Why is a six-day working week the norm in India? I don’t know any other country where this is the case. In the rest of the world it is five days.

In India the average person works an 11 hour day six days a week = 66 hours a week !! Compare that to France where a 35 hour week is mandatory.

The Japanese are renowned workaholics and have been working themselves into the ground for decades hence the word ‘karoshi’ or death by overwork. Maybe Indian companies should look at Japan and take lessons of what not to do from them. As for people that employ drivers, nannies and cooks for seven days, they should be ashamed of themselves. How can anyone be expected to work seven days, week in, week out? This should be made illegal. It is not enough to have a colorful office with balloons hanging around to ensure the work environment is stress-free.

The solution is that the Indian Government brings the whole nation down on to a five-day working week, as France has done, and also makes a seven day working week illegal.

Then Indian private companies should start implementing work life balance policies such as:-

– Offering childcare financial assistance and/or on-site crèches

– Giving staff free membership of a company health club

– Compelling people to take a holiday

– Flexitime – offering flexible start and finish times provided the employee works the core hours

– Job share/part -time working

– Paid paternity leave

– Relocation – allowing employees to relocate to any branch in India or overseas to suit their personal circumstances e.g. if they get married

– Self managed working – employees manage their own working pattern and time to deliver outputs

– Allowing staff to work from home

– Term-time contracts – offering contractual working hours during school terms only and allowing parents not to work during school holidays

If the work is well organized, stress levels seem to be lower. Proper communication between management and staff also plays an important role. If you give a clear task as well as some freedom and liberty to fulfill it and give constructive feedback then we don’t see any reason for stress.

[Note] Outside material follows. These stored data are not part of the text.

use crate::snapshot::Snapshot;
use serde::{Deserialize, Serialize};
use std::path::{Path, PathBuf};
use tracing::debug;

/// One detected difference between two snapshots.
///
/// Produced only by [`diff`] and never mutated afterwards. A rename shows up
/// as a `Deleted`/`Created` pair; this is a two-point comparison with no
/// history and no rename heuristics.
#[derive(Debug, Clone, PartialEq, Eq, Serialize, Deserialize)]
pub enum Change {
    /// File present now but absent from the previous snapshot.
    Created(PathBuf),
    /// File present in both snapshots with differing content hashes.
    Updated(PathBuf),
    /// File present in the previous snapshot but gone now.
    Deleted(PathBuf),
}

impl Change {
    /// Returns the path this change refers to.
    #[must_use]
    pub fn path(&self) -> &Path {
        match self {
            Self::Created(p) | Self::Updated(p) | Self::Deleted(p) => p,
        }
    }

    /// Returns a single-character representation of the change kind.
    #[must_use]
    pub const fn status_char(&self) -> char {
        match self {
            Self::Created(_) => 'A',
            Self::Updated(_) => 'M',
            Self::Deleted(_) => 'D',
        }
    }
}

/// Computes the changes that turn `previous` into `next`.
///
/// Deletions come first, then creates and updates, each pass in
/// lexicographic path order, so the output is deterministic for a given pair
/// of snapshots. Only content hashes are compared: a file whose timestamp
/// moved but whose bytes did not produces no record.
#[must_use]
pub fn diff(previous: &Snapshot, next: &Snapshot) -> Vec<Change> {
    let mut changes = Vec::new();

    for path in previous.sorted_paths() {
        if !next.contains(path) {
            changes.push(Change::Deleted(path.clone()));
        }
    }

    for path in next.sorted_paths() {
        let Some(new) = next.get(path) else { continue };
        match previous.get(path) {
            None => changes.push(Change::Created(path.clone())),
            Some(old) if old.hash != new.hash => changes.push(Change::Updated(path.clone())),
            Some(_) => {}
        }
    }

    debug!(
        previous = previous.len(),
        next = next.len(),
        changes = changes.len(),
        "Computed snapshot diff"
    );
    changes
}
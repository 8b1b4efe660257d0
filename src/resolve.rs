use crate::utils::paths::absolutize;
use anyhow::{Context, Result};
use glob::Pattern;
use std::collections::BTreeSet;
use std::path::{Path, PathBuf};
use tracing::debug;

/// Expands glob patterns into a sorted, deduplicated list of absolute file
/// paths.
///
/// Relative patterns are anchored at `cwd`. A leading `!` marks a pattern as
/// a negation: paths matched by any negated pattern are subtracted from the
/// result. Only regular files are returned; directories matched by a pattern
/// are skipped.
///
/// # Errors
/// Returns an error for a syntactically invalid pattern or an unreadable
/// path encountered during expansion.
pub fn resolve_patterns(patterns: &[String], cwd: &Path) -> Result<Vec<PathBuf>> {
    let mut includes = Vec::new();
    let mut excludes = Vec::new();

    for raw in patterns {
        if let Some(negated) = raw.strip_prefix('!') {
            let anchored = anchor_pattern(negated, cwd);
            excludes.push(
                Pattern::new(&anchored)
                    .with_context(|| format!("Invalid negation pattern: {raw}"))?,
            );
        } else {
            includes.push(anchor_pattern(raw, cwd));
        }
    }

    let mut matched = BTreeSet::new();
    for pattern in &includes {
        let paths =
            glob::glob(pattern).with_context(|| format!("Invalid glob pattern: {pattern}"))?;
        for entry in paths {
            let path =
                entry.with_context(|| format!("Failed to read glob match for: {pattern}"))?;
            if !path.is_file() {
                continue;
            }
            if excludes.iter().any(|negated| negated.matches_path(&path)) {
                continue;
            }
            matched.insert(path);
        }
    }

    debug!(
        patterns = patterns.len(),
        files = matched.len(),
        "Resolved glob patterns"
    );
    Ok(matched.into_iter().collect())
}

/// Resolves an explicit file list against `cwd`.
///
/// Each entry is absolutized and used as-is, with no existence check and no
/// globbing; a missing file surfaces later as a stat error during the build.
/// Duplicates are collapsed, first occurrence wins for ordering.
#[must_use]
pub fn resolve_files(files: &[PathBuf], cwd: &Path) -> Vec<PathBuf> {
    let mut seen = BTreeSet::new();
    let mut resolved = Vec::with_capacity(files.len());

    for file in files {
        let path = absolutize(file, cwd);
        if seen.insert(path.clone()) {
            resolved.push(path);
        }
    }

    resolved
}

fn anchor_pattern(pattern: &str, cwd: &Path) -> String {
    if Path::new(pattern).is_absolute() {
        pattern.to_string()
    } else {
        cwd.join(pattern).to_string_lossy().into_owned()
    }
}

#[cfg(test)]
mod tests {
    use super::*;
    use tempfile::tempdir;

    fn touch(path: &Path) {
        if let Some(parent) = path.parent() {
            std::fs::create_dir_all(parent).unwrap();
        }
        std::fs::write(path, b"x").unwrap();
    }

    #[test]
    fn test_resolve_patterns_matches_files_only() -> Result<()> {
        let dir = tempdir()?;
        touch(&dir.path().join("a.rs"));
        touch(&dir.path().join("b.rs"));
        touch(&dir.path().join("c.txt"));
        std::fs::create_dir(dir.path().join("sub.rs"))?;

        let files = resolve_patterns(&["*.rs".to_string()], dir.path())?;
        let names: Vec<_> = files
            .iter()
            .map(|p| p.file_name().unwrap().to_string_lossy().into_owned())
            .collect();

        assert_eq!(names, vec!["a.rs", "b.rs"]);
        Ok(())
    }

    #[test]
    fn test_recursive_pattern_and_negation() -> Result<()> {
        let dir = tempdir()?;
        touch(&dir.path().join("src/main.rs"));
        touch(&dir.path().join("src/generated/schema.rs"));
        touch(&dir.path().join("src/lib.rs"));

        let files = resolve_patterns(
            &[
                "src/**/*.rs".to_string(),
                "!src/generated/**".to_string(),
            ],
            dir.path(),
        )?;

        assert_eq!(files.len(), 2);
        assert!(files.iter().all(|p| !p.to_string_lossy().contains("generated")));
        Ok(())
    }

    #[test]
    fn test_overlapping_patterns_deduplicate() -> Result<()> {
        let dir = tempdir()?;
        touch(&dir.path().join("a.rs"));

        let files = resolve_patterns(&["*.rs".to_string(), "a.*".to_string()], dir.path())?;
        assert_eq!(files.len(), 1);
        Ok(())
    }

    #[test]
    fn test_invalid_pattern_is_an_error() {
        let result = resolve_patterns(&["src/[".to_string()], Path::new("/tmp"));
        assert!(result.is_err());
    }

    #[test]
    fn test_resolve_files_absolutizes_and_dedups() {
        let cwd = Path::new("/work");
        let files = resolve_files(
            &[
                PathBuf::from("a.txt"),
                PathBuf::from("/abs/b.txt"),
                PathBuf::from("a.txt"),
            ],
            cwd,
        );

        assert_eq!(
            files,
            vec![PathBuf::from("/work/a.txt"), PathBuf::from("/abs/b.txt")]
        );
    }
}
//! Configuration section definitions.
//!
//! Each module corresponds to a section in `vaultpress.toml`:
//!
//! | Module  | TOML Section | Purpose                                  |
//! |---------|--------------|------------------------------------------|
//! | `vault` | `[vault]`    | Vault location, entrypoints, crawl policy |
//! | `site`  | `[site]`     | Title and public URL                     |
//! | `build` | `[build]`    | Output paths, slugs, optional artifacts  |

pub mod build;
pub mod site;
pub mod vault;

pub use build::{BuildSectionConfig, SlugConfig, SlugMode};
pub use site::SiteSectionConfig;
pub use vault::VaultConfig;
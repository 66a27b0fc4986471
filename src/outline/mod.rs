//! Header/block tree of a note body, used to cut out sections and blocks
//! for partial inclusion (`![[note#section]]`, `![[note#^block]]`).

mod block;
mod tree;

pub use block::{BLOCK_ID, find_block};
pub use tree::{Outline, SlugSet};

Experts say corporate stress has grown with global crisis. Some managers might think that it’s about the “survival of the fittest”, but others believe that only somebody who feels comfortable at work will be able to perform well for the company. The more you worry about your career, the higher your stress levels go up.

I’m not an IT professional but I could understand the pressure that my friends bear. Even my cousin who worked for a “Bye-Bye” Consultancy Services resigned his job after pressure from his wife since she started feeling isolated and hardly find time to share her feelings! It’s time for the corporate world to redefine the policies in a humanity manner and to implement human values.